Asignaturas del nuevo curso

Coordinación, innovación y convivencia: sólo con estas tres asignaturas troncales tenemos trabajo para largo. Aunque además nos gustaría cursar otras: escuela rural, participación de las familias, comedores escolares, selección del profesorado...

Los padres y las madres de las AMPAS de La Rioja comenzamos el nuevo curso académico con la ilusión de cuando éramos pequeños escolares ante un cuaderno nuevo, limpio de tachones, en el cual íbamos a intentar hacer las tareas de una manera sobresaliente. Pero ante este cuaderno por escribir, lo primero que tenemos que plantear es cúales van a ser esas tareas, qué objetivos perseguimos. Vamos a intentar esbozarlos en esta Tribuna.

Objetivo primero: Coordinación. En la educación riojana hay tres actores. Un actor es la Consejería de Educación con sus propios intereses: políticos, económicos o ideológicos. Otro actor es el profesorado, el cual tiene otras tareas, laborales principalmente. Y el tercer actor somos las familias que, por supuesto, también tenemos nuestras propias motivaciones, como, por ejemplo, nuestra propia comodidad. Pues bien, ninguno de los intereses de estos tres grupos es lo esencial en el aprendizaje. Hay un cuarto actor implicado en este sistema de fuerzas y es quien verdaderamente debe dar el sentido al total: el alumnado y sus necesidades educativas. Si en este curso escolar, Consejería, profesorado y familias somos capaces de pensar primero en el interés de nuestra juventud, en vez del nuestro propio, habremos dado un paso de gigante. Desde luego, la Federación de APAS facilitará todo lo que esté en su mano para lograr este entendimiento.

Objetivo segundo: Innovación. Si algo tenemos claro en nuestra Federación es que la escuela del siglo XXI no puede ser la del siglo XX. Sabemos que muchos adultos quieren para los chicos y las chicas la misma educación que tuvieron ellos, pensando que es la mejor que se le puede ofrecer a las nuevas generaciones. Nosotros discrepamos radicalmente de esta opinión. La educación del XIX, y la del XX (que fue muy parecida), funcionó en esa época; pero hoy no sirve. Para los desafíos que se atisban en el futuro necesitamos otro modelo educativo que haga del desarrollo de las capacidades de las personas su objetivo principal. Con este llamamiento a la innovación no nos estamos refiriendo a aprender con tablets ni con ordenadores cuánticos, no nos referimos a cuatrilingüismos, ni a megacoeficientes de inteligencia, ni a anglicismos impronunciables e ininteligibles. Mas bien nos referimos a modelos educativos humanistas que tiendan a crear personas más inteligentes, más buenas y más hermosas que nosotros. Afortunadamente, durante estos años, la pedagogía (como el resto de las ciencias) está avanzando a pasos agigantados y, hoy en día, existen diferentes modelos de escuela que van en esa dirección. Es el momento de que los colegios públicos riojanos se suban a ese tren. Desde luego, las familias riojanas estamos deseando de emprender ese viaje.
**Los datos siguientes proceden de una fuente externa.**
//! Parses mustache-semantic source into a node tree.
//!
//! Supported grammar: `{{name}}` (variable), `{{#name}}...{{/name}}`
//! (section). Whitespace between the delimiter and the name is
//! significant for section tags and must be absent — `{{ #x }}` is not a
//! section opener, it is a literal variable lookup for a field named
//! `" #x "` (which will simply render empty), matching spec §4.5's
//! portability requirement.

use crate::error::TemplateError;

#[derive(Debug, Clone, PartialEq, Eq)]
pub enum Node {
    Text(String),
    Variable(String),
    Section { name: String, children: Vec<Node> },
}

pub fn parse(source: &str) -> Result<Vec<Node>, TemplateError> {
    let mut pos = 0;
    let (nodes, _) = parse_until(source, &mut pos, None)?;
    Ok(nodes)
}

/// Parses nodes until either the input is exhausted (`until = None`) or a
/// `{{/until}}` closing tag is found (returns the nodes collected so far).
fn parse_until(
    source: &str,
    pos: &mut usize,
    until: Option<&str>,
) -> Result<(Vec<Node>, bool), TemplateError> {
    let mut nodes = Vec::new();

    loop {
        let Some(open) = source[*pos..].find("{{") else {
            nodes.push(Node::Text(source[*pos..].to_string()));
            *pos = source.len();
            if until.is_some() {
                return Err(TemplateError::UnclosedSection(until.unwrap().to_string()));
            }
            return Ok((nodes, false));
        };
        if open > 0 {
            nodes.push(Node::Text(source[*pos..*pos + open].to_string()));
        }
        let tag_start = *pos + open;
        let Some(close_rel) = source[tag_start..].find("}}") else {
            return Err(TemplateError::UnterminatedTag(tag_start));
        };
        let tag_end = tag_start + close_rel + 2;
        let inner = &source[tag_start + 2..tag_end - 2];
        *pos = tag_end;

        if let Some(name) = inner.strip_prefix('/') {
            if let Some(expected) = until {
                if name != expected {
                    return Err(TemplateError::MismatchedSection {
                        name: expected.to_string(),
                        closer: name.to_string(),
                    });
                }
                return Ok((nodes, true));
            }
            return Err(TemplateError::MismatchedSection {
                name: "<none>".to_string(),
                closer: name.to_string(),
            });
        } else if let Some(name) = inner.strip_prefix('#') {
            let (children, closed) = parse_until(source, pos, Some(name))?;
            if !closed {
                return Err(TemplateError::UnclosedSection(name.to_string()));
            }
            nodes.push(Node::Section { name: name.to_string(), children });
        } else {
            nodes.push(Node::Variable(inner.to_string()));
        }
    }
}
Tercer objetivo: La convivencia. La escuela es parte de la vida y es parte de la vida con los otros, con los demás, es vivir en sociedad. El aprendizaje es un hecho social. Tenemos la obligación de crear una escuela que enseñe a nuestros hijos e hijas a convivir en paz y en el respeto. Tenemos la obligación de sembrar las semillas para una sociedad mejor gracias a la escuela. En el colegio no se pueden reproducir las injusticias que se dan en la sociedad adulta. Las lacras como el acoso, el racismo y el machismo se pueden, y se deben, erradicar de la escuela. Y esto es una labor de todos: las familias primero, pero el profesorado y la administración también. Llevamos muchos años mirando hacia otro lado cuando surgen problemas en la convivencia. Esto no puede seguir así: hay que trabajar todos juntos para cambiar el sistema de relaciones, en la escuela y en la sociedad. Podemos hacerlo, podemos ser la región de España puntera en ello; porque no es una cuestión de dinero ni recursos, es una cuestión de voluntad. Permitir que para algunos chavales los centros escolares sean lugares de miedo, aburrimiento, odio o desesperación, sin intentar corregirlo, es miserable.

Sólo con estas tres asignaturas troncales para este curso, tenemos trabajo para largo. Aunque además nos gustaría cursar otras: escuela rural, participación de las familias, comedores escolares, selección del profesorado, etc. Si al final de curso conseguimos avanzar en estos tres objetivos, nos autorregalaremos una calificación de 'notable alto' en nuestro boletín de notas. Si no lo logramos, obviamente, nos tendremos que poner un 'muy deficiente'; pero en ambos casos, compartiremos la nota con el resto de compañeros.